DATASET EXTRACT Start Marker

//! Plain stat modifiers and markers.
//!
//! A [`StatModifier`] does nothing but shift stats for as long as it
//! lasts. A [`Marker`] does even less: it exists so other effects and
//! skills can check for it.

use rair_types::{IconData, Stat};

use super::{CastSetup, EffectBehavior, EffectDuration, EffectScope, StackPolicy};
use crate::error::{CastRejection, CharacterError};

/// Default lifetime of a modifier.
#[derive(Debug, Clone, Copy, PartialEq, Eq)]
pub enum DefaultDuration {
    /// Ticks per potency point.
    PerPotency(u32),
    /// Fixed tick count.
    Fixed(u32),
    /// Never expires.
    Permanent,
}

impl DefaultDuration {
    fn resolve(self, potency: u32) -> EffectDuration {
        match self {
            Self::PerPotency(n) => EffectDuration::Ticks(n.saturating_mul(potency).max(1)),
            Self::Fixed(n) => EffectDuration::Ticks(n),
            Self::Permanent => EffectDuration::Permanent,
        }
    }
}

/// One stat shift: `flat + per_potency * potency`.
#[derive(Debug, Clone, Copy)]
pub struct StatShift {
    /// Stat.
    pub stat: Stat,
    /// Constant part.
    pub flat: i64,
    /// Part scaled by potency.
    pub per_potency: i64,
}

impl StatShift {
    const fn scaled(stat: Stat, per_potency: i64) -> Self {
        Self {
            stat,
            flat: 0,
            per_potency,
        }
    }

    const fn flat(stat: Stat, flat: i64) -> Self {
        Self {
            stat,
            flat,
            per_potency: 0,
        }
    }

    fn amount(self, potency: u32) -> i64 {
        self.per_potency
            .saturating_mul(i64::from(potency))
            .saturating_add(self.flat)
    }
}

/// Tuning for one stat modifier.
#[derive(Debug)]
pub struct ModifierProfile {
    /// Catalog name.
    pub name: &'static str,
    /// Stat shifts while active.
    pub shifts: &'static [StatShift],
    /// Lifetime when the request sets none.
    pub duration: DefaultDuration,
    /// Caster skill that sets the default potency.
    pub skill: Option<&'static str>,
    /// Cast potency is halved.
    pub halve_potency: bool,
    /// Icon sprite.
    pub icon: &'static str,
    /// Icon tooltip.
    pub tooltip: &'static str,
}

/// Ice resistance.
pub static BAR_FROST: ModifierProfile = ModifierProfile {
    name: "BarFrost",
    shifts: &[StatShift::scaled(Stat::IceResist, 20)],
    duration: DefaultDuration::PerPotency(100),
    skill: Some("conjuration"),
    halve_potency: false,
    icon: "frozen-orb",
    tooltip: "Resistant to ice.",
};

/// Sharper sight and aim.
pub static EAGLE_EYE: ModifierProfile = ModifierProfile {
    name: "EagleEye",
    shifts: &[
        StatShift::scaled(Stat::Perception, 20),
        StatShift::scaled(Stat::Accuracy, 1),
    ],
    duration: DefaultDuration::PerPotency(30),
    skill: Some("conjuration"),
    halve_potency: true,
    icon: "dead-eye",
    tooltip: "Seeing further and aiming truer.",
};

/// Harder to notice.
pub static INVISIBLE: ModifierProfile = ModifierProfile {
    name: "Invisible",
    shifts: &[StatShift::scaled(Stat::Stealth, 10)],
    duration: DefaultDuration::PerPotency(300),
    skill: Some("conjuration"),
    halve_potency: false,
    icon: "invisible",
    tooltip: "Hidden from sight.",
};

/// Weaker armor.
pub static LOWERED_DEFENSES: ModifierProfile = ModifierProfile {
    name: "LoweredDefenses",
    shifts: &[StatShift::scaled(Stat::ArmorClass, -1)],
    duration: DefaultDuration::Fixed(10),
    skill: None,
    halve_potency: false,
    icon: "cracked-shield",
    tooltip: "Armor weakened.",
};

/// Starvation penalty.
pub static MALNOURISHED: ModifierProfile = ModifierProfile {
    name: "Malnourished",
    shifts: &[
        StatShift::flat(Stat::Str, -1),
        StatShift::flat(Stat::HpRegen, -1),
    ],
    duration: DefaultDuration::Permanent,
    skill: None,
    halve_potency: false,
    icon: "meat",
    tooltip: "Weak from hunger.",
};

/// Behavior for every [`ModifierProfile`].
#[derive(Debug)]
pub struct StatModifier {
    profile: &'static ModifierProfile,
}

impl StatModifier {
    /// A behavior for `profile`.
    pub const fn new(profile: &'static ModifierProfile) -> Self {
        Self { profile }
    }
}

impl EffectBehavior for StatModifier {
    fn stacking(&self) -> StackPolicy {
        StackPolicy::RefreshAnyCaster
    }

    fn on_cast(&mut self, setup: &mut CastSetup<'_>) -> Result<(), CastRejection> {
        let profile = self.profile;
        let skill = profile.skill.map_or(0, |s| setup.caster_skill(s));
        setup.default_potency(skill.max(1));
        if profile.halve_potency {
            setup.state.potency = setup.state.potency.saturating_div(2).max(1);
        }
        let potency = setup.state.potency;
        setup.default_duration(profile.duration.resolve(potency));
        setup.state.icon = IconData {
            icon: profile.icon.to_owned(),
            color: None,
            tooltip: profile.tooltip.to_owned(),
        };
        Ok(())
    }

    fn on_start(&mut self, scope: &mut EffectScope<'_, '_>) -> Result<(), CharacterError> {
        let potency = scope.state.potency;
        for shift in self.profile.shifts {
            scope.apply_stat(shift.stat, shift.amount(potency));
        }
        Ok(())
    }
}

/// Tuning for one marker.
#[derive(Debug)]
pub struct MarkerProfile {
    /// Catalog name.
    pub name: &'static str,
    /// Ticks when the request sets none. `None` is permanent.
    pub ticks: Option<u32>,
    /// Icon sprite.
    pub icon: &'static str,
}

/// Lockout after searing purification.
pub static RECENTLY_PURIFIED: MarkerProfile = MarkerProfile {
    name: "RecentlyPurified",
    ticks: Some(10),
    icon: "sun",
};

/// Carried by summoned pets.
pub static SUMMONED_PET: MarkerProfile = MarkerProfile {
    name: "SummonedPet",
    ticks: None,
    icon: "wolf-head",
};

/// Behavior for every [`MarkerProfile`].
#[derive(Debug)]
pub struct Marker {
    profile: &'static MarkerProfile,
}

impl Marker {
    /// A behavior for `profile`.
    pub const fn new(profile: &'static MarkerProfile) -> Self {
        Self { profile }
    }
}

impl EffectBehavior for Marker {
    fn stacking(&self) -> StackPolicy {
        StackPolicy::RefreshAnyCaster
    }

    fn on_cast(&mut self, setup: &mut CastSetup<'_>) -> Result<(), CastRejection> {
        let duration = self
            .profile
            .ticks
            .map_or(EffectDuration::Permanent, EffectDuration::Ticks);
        setup.default_duration(duration);
        setup.state.icon = IconData {
            icon: self.profile.icon.to_owned(),
            color: None,
            tooltip: self.profile.name.to_owned(),
        };
        Ok(())
    }
}

#[cfg(test)]
#[allow(clippy::unwrap_used)]
mod tests {
    use std::collections::BTreeMap;

    use rair_types::{CharacterId, CharacterKind};
    use rand::SeedableRng;
    use rand::rngs::StdRng;

    use super::*;
    use crate::character::{Character, CharacterCore, Roster};
    use crate::effects::{CastRequest, EffectCatalog, EffectEnv, EndReason, cast};

    fn subject() -> Character {
        Character::new(CharacterCore::new(
            CharacterId::new(),
            "Subject",
            CharacterKind::Player,
            BTreeMap::from([(Stat::Hp, 50), (Stat::Str, 10), (Stat::ArmorClass, 6)]),
        ))
    }

    #[test]
    fn eagle_eye_halves_potency() {
        let catalog = EffectCatalog::standard();
        let roster = Roster::new();
        let mut rng = StdRng::seed_from_u64(2);
        let mut env = EffectEnv::new(1, &roster, &mut rng, 10);
        let mut s = subject();

        cast(&catalog, &CastRequest::new("EagleEye").potency(4), None, &mut s, &mut env).unwrap();
        let effect = s.effects.find("EagleEye").unwrap();
        assert_eq!(effect.state().potency, 2);
        assert_eq!(effect.state().duration, EffectDuration::Ticks(60));
        assert_eq!(s.core.stat(Stat::Perception), 40);
        assert_eq!(s.core.stat(Stat::Accuracy), 2);
    }

    #[test]
    fn lowered_defenses_reverts_on_removal() {
        let catalog = EffectCatalog::standard();
        let roster = Roster::new();
        let mut rng = StdRng::seed_from_u64(2);
        let mut env = EffectEnv::new(1, &roster, &mut rng, 10);
        let mut s = subject();

        cast(&catalog, &CastRequest::new("LoweredDefenses").potency(3), None, &mut s, &mut env).unwrap();
        assert_eq!(s.core.stat(Stat::ArmorClass), 3);
        s.effects
            .unapply_named("LoweredDefenses", &mut s.core, &mut env, EndReason::Removed);
        assert_eq!(s.core.stat(Stat::ArmorClass), 6);
        assert!(!s.core.stats().has_bonuses());
    }

    #[test]
    fn malnourished_is_permanent_and_flat() {
        let catalog = EffectCatalog::standard();
        let roster = Roster::new();
        let mut rng = StdRng::seed_from_u64(2);
        let mut env = EffectEnv::new(1, &roster, &mut rng, 10);
        let mut s = subject();

        cast(&catalog, &CastRequest::new("Malnourished").potency(9), None, &mut s, &mut env).unwrap();
        for _ in 0..50 {
            s.effects.tick(&mut s.core, &mut env, 5);
        }
        assert!(s.effects.contains("Malnourished"));
        assert_eq!(s.core.stat(Stat::Str), 9);
        assert_eq!(s.core.stat(Stat::HpRegen), -1);
    }

    #[test]
    fn markers_use_profile_durations() {
        let catalog = EffectCatalog::standard();
        let roster = Roster::new();
        let mut rng = StdRng::seed_from_u64(2);
        let mut env = EffectEnv::new(1, &roster, &mut rng, 10);
        let mut s = subject();

        cast(&catalog, &CastRequest::new("RecentlyPurified"), None, &mut s, &mut env).unwrap();
        cast(&catalog, &CastRequest::new("SummonedPet"), None, &mut s, &mut env).unwrap();
        assert_eq!(
            s.effects.find("RecentlyPurified").unwrap().state().duration,
            EffectDuration::Ticks(10)
        );
        assert!(s.effects.find("SummonedPet").unwrap().state().is_permanent());
    }

    #[test]
    fn recasting_refreshes_instead_of_stacking() {
        let catalog = EffectCatalog::standard();
        let roster = Roster::new();
        let mut rng = StdRng::seed_from_u64(2);
        let mut env = EffectEnv::new(1, &roster, &mut rng, 10);
        let mut s = subject();

        cast(&catalog, &CastRequest::new("BarFrost").potency(1), None, &mut s, &mut env).unwrap();
        cast(&catalog, &CastRequest::new("BarFrost").potency(3), None, &mut s, &mut env).unwrap();
        assert_eq!(s.effects.len(), 1);
        assert_eq!(s.core.stat(Stat::IceResist), 60);
    }
}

DATASET EXTRACT End Marker

EXERCISE OBJECTIVE = The lines above, from the first through the one containing "of a modifier.", must be restated word for word, with nothing added.

SOLUTION TO THE PROBLEM =
//! Plain stat modifiers and markers.
//!
//! A [`StatModifier`] does nothing but shift stats for as long as it
//! lasts. A [`Marker`] does even less: it exists so other effects and
//! skills can check for it.

use rair_types::{IconData, Stat};

use super::{CastSetup, EffectBehavior, EffectDuration, EffectScope, StackPolicy};
use crate::error::{CastRejection, CharacterError};

/// Default lifetime of a modifier.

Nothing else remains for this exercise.